Instructions to follow: Give again, word for word, each line below starting at the one that contains "pub trait AuditSink: Send" and ending at the one that contains "impl AuditSink for".

--- Records for this task ---

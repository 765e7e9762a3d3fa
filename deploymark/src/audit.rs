//! Audit log of desired-state mutations

use async_trait::async_trait;
use chrono::Utc;
use serde::Serialize;
use tracing::{error, info};

use crate::filesys::file::File;
use crate::utils::{current_user, host_name};

/// Sink for audit records
#[async_trait]
pub trait AuditSink: Send + Sync {
    /// Record `action` with its `details` for `service`
    async fn log_audit(&self, action: &str, details: serde_json::Value, service: &str);
}

/// A single audit record
#[derive(Debug, Clone, Serialize)]
pub struct AuditRecord {
    pub id: String,
    pub timestamp: String,
    pub action: String,
    pub service: String,
    pub details: serde_json::Value,
    pub user: String,
    pub host: String,
}

impl AuditRecord {
    pub fn new(action: &str, details: serde_json::Value, service: &str) -> Self {
        Self {
            id: uuid::Uuid::new_v4().to_string(),
            timestamp: Utc::now().to_rfc3339(),
            action: action.to_string(),
            service: service.to_string(),
            details,
            user: current_user(),
            host: host_name(),
        }
    }
}

/// Appends audit records as JSON lines and mirrors them to the `audit`
/// tracing target
pub struct JsonLinesAuditLog {
    file: File,
}

impl JsonLinesAuditLog {
    pub fn new(file: File) -> Self {
        Self { file }
    }
}

#[async_trait]
impl AuditSink for JsonLinesAuditLog {
    async fn log_audit(&self, action: &str, details: serde_json::Value, service: &str) {
        let record = AuditRecord::new(action, details, service);
        info!(
            target: "audit",
            action = %record.action,
            service = %record.service,
            details = %record.details,
            user = %record.user,
            "audit"
        );

        // The mutation already happened; a lost audit line must not undo it
        let line = match serde_json::to_string(&record) {
            Ok(line) => line,
            Err(e) => {
                error!("Failed to serialize audit record: {}", e);
                return;
            }
        };
        if let Err(e) = self.file.append_line(&line).await {
            error!("Failed to write audit record to {}: {}", self.file.path().display(), e);
        }
    }
}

---

Exercise solution:
pub trait AuditSink: Send + Sync {
    /// Record `action` with its `details` for `service`
    async fn log_audit(&self, action: &str, details: serde_json::Value, service: &str);
}

/// A single audit record
#[derive(Debug, Clone, Serialize)]
pub struct AuditRecord {
    pub id: String,
    pub timestamp: String,
    pub action: String,
    pub service: String,
    pub details: serde_json::Value,
    pub user: String,
    pub host: String,
}

impl AuditRecord {
    pub fn new(action: &str, details: serde_json::Value, service: &str) -> Self {
        Self {
            id: uuid::Uuid::new_v4().to_string(),
            timestamp: Utc::now().to_rfc3339(),
            action: action.to_string(),
            service: service.to_string(),
            details,
            user: current_user(),
            host: host_name(),
        }
    }
}

/// Appends audit records as JSON lines and mirrors them to the `audit`
/// tracing target
pub struct JsonLinesAuditLog {
    file: File,
}

impl JsonLinesAuditLog {
    pub fn new(file: File) -> Self {
        Self { file }
    }
}

#[async_trait]
impl AuditSink for JsonLinesAuditLog {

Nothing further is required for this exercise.